* **Your goal**: When you reach the line with "let mut sum = 0.0;" in the data below, begin printing lines exactly, and stop once the line with "Some(err) = error_rx.recv()" has been printed.

:: Extracted information

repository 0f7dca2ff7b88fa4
use log::{debug, info};

use super::core::{is_success, read_body, status_error, GitLabClient};
use crate::error::Result;
use crate::providers::gitlab::types::{Pipeline, TriggerRequest};

impl GitLabClient {
    /// Starts a new pipeline through the project's trigger endpoint.
    ///
    /// The trigger token travels in the form body, so no API token is sent.
    ///
    /// # Errors
    ///
    /// - `Network` if GitLab cannot be reached or the body cannot be read
    /// - `HttpStatus` if GitLab answers with a status of 300 or above
    /// - `Json` if the body is not a pipeline
    pub async fn trigger_pipeline(
        &self,
        project_id: u64,
        request: &TriggerRequest,
    ) -> Result<Pipeline> {
        let url = self.trigger_url(project_id);
        debug!(
            "Triggering pipeline on ref '{}' with {} extra field(s)",
            request.ref_,
            request.variables.len()
        );

        let response = self
            .client()
            .post(&url)
            .form(&request.form_fields())
            .send()
            .await?;

        let (status, body) = read_body(response).await?;
        if !is_success(status) {
            return Err(status_error(status, &body));
        }

        let pipeline: Pipeline = serde_json::from_slice(&body)?;
        info!("Triggered pipeline {} ({})", pipeline.id, pipeline.status);

        Ok(pipeline)
    }

    /// Fetches the current state of a pipeline.
    ///
    /// The body is decoded before the status is checked; a status of 300 or
    /// above wins over the decode result either way.
    ///
    /// # Errors
    ///
    /// - `Network` if GitLab cannot be reached or the body cannot be read
    /// - `HttpStatus` if GitLab answers with a status of 300 or above
    /// - `Json` if a successful response does not hold a pipeline
    pub async fn pipeline_status(&self, pipeline_id: u64, project_id: u64) -> Result<Pipeline> {
        let url = self.pipeline_url(project_id, pipeline_id);

        let response = self.auth_request(self.client().get(&url)).send().await?;

        let (status, body) = read_body(response).await?;
        let decoded = serde_json::from_slice::<Pipeline>(&body);
        if !is_success(status) {
            return Err(status_error(status, &body));
        }

        let pipeline = decoded?;
        debug!("Pipeline {} is {}", pipeline.id, pipeline.status);

        Ok(pipeline)
    }
}
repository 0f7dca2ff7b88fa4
pub mod gitlab;
mod client;
#[cfg(test)]
pub(crate) mod fixtures;
mod poller;
mod types;

pub use client::GitLabClient;
pub use poller::{
    stop_signal, PollObserver, PollOutcome, Poller, StopHandle, StopSignal, TerminalStatus,
    DEFAULT_POLL_INTERVAL,
};
pub use types::{Pipeline, TriggerRequest, User};
//! Concurrent fan-out/fan-in over all configured providers.
//!
//! Every call to [`Aggregator::temperature`] spawns one task per provider and
//! waits for their outcomes on two bounded channels, one for readings and one
//! for errors. The mean is only produced when every provider succeeds; the
//! first error to arrive wins and the remaining tasks are aborted.

use std::{sync::Arc, time::Instant};

use tokio::{sync::mpsc, task::JoinSet};
use tracing::{debug, warn};

use crate::provider::TemperatureProvider;

#[derive(Debug, thiserror::Error, PartialEq, Eq)]
pub enum AggregateError {
    #[error("no temperature providers configured")]
    NoProviders,

    /// Provider tasks ended without reporting (e.g. a provider panicked).
    #[error("only {received} of {expected} providers reported a result")]
    Incomplete { expected: usize, received: usize },
}

/// Combines readings from a fixed set of providers.
///
/// Cheap to clone and safe to share between concurrent requests; each call
/// owns its own channels and tasks.
#[derive(Debug, Clone)]
pub struct Aggregator {
    providers: Arc<[Arc<dyn TemperatureProvider>]>,
}

impl Aggregator {
    pub fn new(providers: Vec<Arc<dyn TemperatureProvider>>) -> Self {
        Self { providers: providers.into() }
    }

    pub fn len(&self) -> usize {
        self.providers.len()
    }

    pub fn is_empty(&self) -> bool {
        self.providers.is_empty()
    }

    /// Provider names in iteration order.
    pub fn provider_names(&self) -> Vec<&str> {
        self.providers.iter().map(|p| p.name()).collect()
    }

    /// Mean temperature for `city` in Kelvin across all providers.
    ///
    /// # Errors
    ///
    /// Returns the first provider error observed, unchanged, or an
    /// [`AggregateError`] when there are no providers or a task vanished.
    pub async fn temperature(&self, city: &str) -> anyhow::Result<f64> {
        let expected = self.providers.len();
        if expected == 0 {
            return Err(AggregateError::NoProviders.into());
        }

        let started = Instant::now();
        let city: Arc<str> = Arc::from(city);

        // Capacity `expected` so no task can block on send after we stop listening.
        let (value_tx, mut value_rx) = mpsc::channel::<f64>(expected);
        let (error_tx, mut error_rx) = mpsc::channel::<anyhow::Error>(expected);

        // Dropped on return, which aborts anything still in flight.
        let mut tasks = JoinSet::new();
        for provider in self.providers.iter() {
            let provider = Arc::clone(provider);
            let city = Arc::clone(&city);
            let value_tx = value_tx.clone();
            let error_tx = error_tx.clone();

            tasks.spawn(async move {
                // A closed channel means the coordinator already returned.
                match provider.temperature(&city).await {
                    Ok(kelvin) => {
                        let _ = value_tx.send(kelvin).await;
                    }
                    Err(err) => {
                        let _ = error_tx.send(err).await;
                    }
                }
            });
        }
        drop(value_tx);
        drop(error_tx);

        let mut sum = 0.0;
        let mut received = 0;
        while received < expected {
            tokio::select! {
                Some(kelvin) = value_rx.recv() => {
                    sum += kelvin;
                    received += 1;
                }
                Some(err) = error_rx.recv() => {
                    warn!(
                        %city, error = %err, received, expected,
                        "provider failed, abandoning aggregate"
                    );
                    return Err(err);
                }
                else => {
                    return Err(AggregateError::Incomplete { expected, received }.into());
                }
            }
        }

        let mean = sum / expected as f64;
        debug!(
            %city, mean, providers = expected, elapsed = ?started.elapsed(),
            "aggregated temperature"
        );
        Ok(mean)
    }
}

::::

* **Written response**:
        let mut sum = 0.0;
        let mut received = 0;
        while received < expected {
            tokio::select! {
                Some(kelvin) = value_rx.recv() => {
                    sum += kelvin;
                    received += 1;
                }
                Some(err) = error_rx.recv() => {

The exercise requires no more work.